In short, managing NK – without simply buying it off as the previous two presidents did – is extraordinarily hard, and Lee did a really good job given the weak hand he has to play. By weak, I mean things like the extraordinary concentration and vulnerability of SK’s population to NK strikes; the bizarre and genuinely disturbing sympathy of the SK left for NK; the growing belligerence of the SK right regarding NK (if another Yeonpyeong happens, a counterstrike is likely); and the awkward but necessary role of US forces in Korea in all this. Managing this tangle is very difficult, yet of existential importance to SK. I can’t see how any other Korean leader could have down substantially better, and worse could easily have occurred.

4. Lee reaffirmed the critical American alliance. Much of Korea’s latent anti-Americanism comes, understandably, from its very unequal, almost clientelistic, relationship with the United States. Korea is very dependent on the US, both for security and economic growth. For proud, nationalist Koreans, this is a bitter pill, and it leads to strange outbursts like thebeef protests that were more about Korean pride against American domination than beef. But it is undeniably true that the US-Korea alliance hugely benefits Korea while providing no obvious gain for the US. Were NK to absorb SK, the US would scarcely be affected, as the Cold War is now over. Polling data from the Chicago Council on Global Affairs has found since the mid-2000s that only 40% of American want to fight in a second Korean war, even if NK provokes it. While NK is an obviously critical issue for locals like Russia, China, and Japan, not to  mention SK itself, the leninist global threat to the US, once represented by the DPRK, is long gone.
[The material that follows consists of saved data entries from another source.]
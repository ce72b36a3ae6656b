use std::fs::File;
use std::io::{self, BufWriter, Read, Write, stdin};
use std::path::PathBuf;

use anyhow::{Context, Result};
use clap::{Parser, ValueEnum};
use jsonmap::{Options, Value, WriteStrategy};

#[derive(Debug, Clone, Copy, ValueEnum)]
enum StrategyArg {
    Direct,
    Recursive,
}

#[derive(Parser, Debug)]
#[command(
    name = "jsonmap",
    about = "Decode JSON with type inference and write it back in canonical form",
    version
)]
struct Args {
    /// Write strategy used for re-encoding
    #[arg(long, value_enum, default_value_t = StrategyArg::Direct)]
    strategy: StrategyArg,

    /// Indent output with two spaces
    #[arg(long, default_value_t = false)]
    pretty: bool,

    /// Require the document root to be an object
    #[arg(long, default_value_t = false)]
    mapping: bool,

    /// Print `path<TAB>kind` for every leaf instead of JSON
    #[arg(long, default_value_t = false)]
    types: bool,

    /// Maximum container nesting accepted while decoding
    #[arg(long, default_value_t = jsonmap::options::DEFAULT_MAX_DEPTH)]
    max_depth: usize,

    /// Input file (defaults to stdin)
    input: Option<PathBuf>,
}

fn main() -> Result<()> {
    let args = Args::parse();

    let mut buf = Vec::new();
    match &args.input {
        Some(path) => {
            let mut f = File::open(path).with_context(|| format!("opening {}", path.display()))?;
            f.read_to_end(&mut buf)?;
        }
        None => {
            stdin().read_to_end(&mut buf)?;
        }
    }

    let options = Options {
        strategy: match args.strategy {
            StrategyArg::Direct => WriteStrategy::DirectWrite,
            StrategyArg::Recursive => WriteStrategy::RecursiveGeneric,
        },
        indent: args.pretty.then_some(2),
        max_depth: args.max_depth,
        ..Options::default()
    };

    let value = if args.mapping {
        Value::Mapping(jsonmap::decode_mapping_from_slice(&buf, &options)?)
    } else {
        jsonmap::decode_from_slice(&buf, &options)?
    };

    let stdout = io::stdout();
    let mut out = BufWriter::new(stdout.lock());
    if args.types {
        write_types(&mut out, "$", &value)?;
    } else {
        jsonmap::encode_to_writer(&mut out, &value, &options)?;
        writeln!(out)?;
    }
    out.flush()?;
    Ok(())
}

fn write_types<W: Write>(out: &mut W, path: &str, value: &Value) -> io::Result<()> {
    match value {
        Value::Sequence(items) if !items.is_empty() => {
            for (i, item) in items.iter().enumerate() {
                write_types(out, &format!("{path}[{i}]"), item)?;
            }
            Ok(())
        }
        Value::Mapping(m) if !m.is_empty() => {
            for (k, item) in m {
                write_types(out, &format!("{path}.{k}"), item)?;
            }
            Ok(())
        }
        leaf => writeln!(out, "{}\t{}", path, leaf.kind()),
    }
}
#![allow(dead_code)]

use chrono::{TimeZone, Utc};
use jsonmap::{Mapping, Structured, Value};
use proptest::prelude::*;
use rust_decimal::Decimal;
use serde::Serialize;

/// Last second of year 9999.
const MAX_SECONDS: i64 = 253_402_300_799;

#[derive(Debug, Clone, Serialize)]
pub struct Record {
    pub record_id: i64,
    pub display_name: String,
    pub ratio: f64,
    pub labels: Vec<String>,
}

fn arb_text() -> impl Strategy<Value = String> {
    prop_oneof![
        "[a-zA-Z0-9 _\\-]{0,12}",
        any::<String>(),
        Just("2020-01-23T01:02:03Z".to_string()),
    ]
}

fn arb_leaf() -> impl Strategy<Value = Value> {
    prop_oneof![
        Just(Value::Null),
        any::<bool>().prop_map(Value::Bool),
        any::<i64>().prop_map(Value::Integer),
        (any::<i64>(), 0u32..=28).prop_map(|(n, scale)| Value::Decimal(Decimal::new(n, scale))),
        arb_text().prop_map(Value::Text),
        (0..=MAX_SECONDS).prop_map(|s| Value::Timestamp(Utc.timestamp_opt(s, 0).unwrap())),
    ]
}

/// Native values only; no structured records.
pub fn arb_native() -> impl Strategy<Value = Value> {
    arb_leaf().prop_recursive(4, 48, 6, |inner| {
        prop_oneof![
            prop::collection::vec(inner.clone(), 0..6).prop_map(Value::Sequence),
            prop::collection::vec((arb_text(), inner), 0..6)
                .prop_map(|entries| Value::Mapping(entries.into_iter().collect::<Mapping>())),
        ]
    })
}

fn arb_record() -> impl Strategy<Value = Value> {
    (
        any::<i64>(),
        arb_text(),
        -1.0e9f64..1.0e9,
        prop::collection::vec(arb_text(), 0..3),
    )
        .prop_map(|(record_id, display_name, ratio, labels)| {
            Value::from(Structured::new(Record {
                record_id,
                display_name,
                ratio,
                labels,
            }))
        })
}

/// Native values with structured records mixed in at any depth.
pub fn arb_value() -> impl Strategy<Value = Value> {
    prop_oneof![4 => arb_leaf(), 1 => arb_record()].prop_recursive(4, 48, 6, |inner| {
        prop_oneof![
            prop::collection::vec(inner.clone(), 0..6).prop_map(Value::Sequence),
            prop::collection::vec((arb_text(), inner), 0..6)
                .prop_map(|entries| Value::Mapping(entries.into_iter().collect::<Mapping>())),
        ]
    })
}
Today Korea is simply one more issue among many for the US, including terrorism, Iran, Pakistan, the drug war in Latin America, and transnational problems like global warming and proliferation. Further, SK is more than capable economically of defending itself. SK spends a paltry 2.7% of GDP on defense, and Ron Paul’s traction last year in the US stems in part from the growing belief in the US that it is overcommitted overseas.

In short, it would have been very easy for the US-SK relations to drift further (as under Lee’s predecessor who dislike George Bush intensely), with the long-term result that Korea would stand alone. Given that Korea is encircled by large powers, plus NK, the external patronage of the US is very valuable. In the past, Korea was always in someone’s orbit (usually China). The US alliance helps forestall that now. Recognizing that US security interests here are waning, but great value of the alliance to Korea, Lee swallowed his pride and went to the Americans as his predecessors would not. The Korean outrage over the golf-car ‘incident’ shows just how touchy this can be for Korea’s sensitive to the obvious inequality of the US-Korean relationship. But Lee, unlike so many S Koreans, realizes that the alternative to the US tie is not full-throated Korean autonomy against the world, but isolation in a very tough neighborhood where S Korea is both small and vulnerable. Trying to hold the Americans here as long as possible is very wise, and Lee deserves great praise for grasping that uncomfortable truth over politically easier nationalist posturing of his predecessors. Like the NK issue above, this is existentially important to SK, and Lee made the right choice. That’s historic.

Bonus pride moment for Korea: Lee gave the Somali pirates the defeat they deserve, demonstrating, to everyone’s great surprise I think, that Korea can in fact project power. Nice.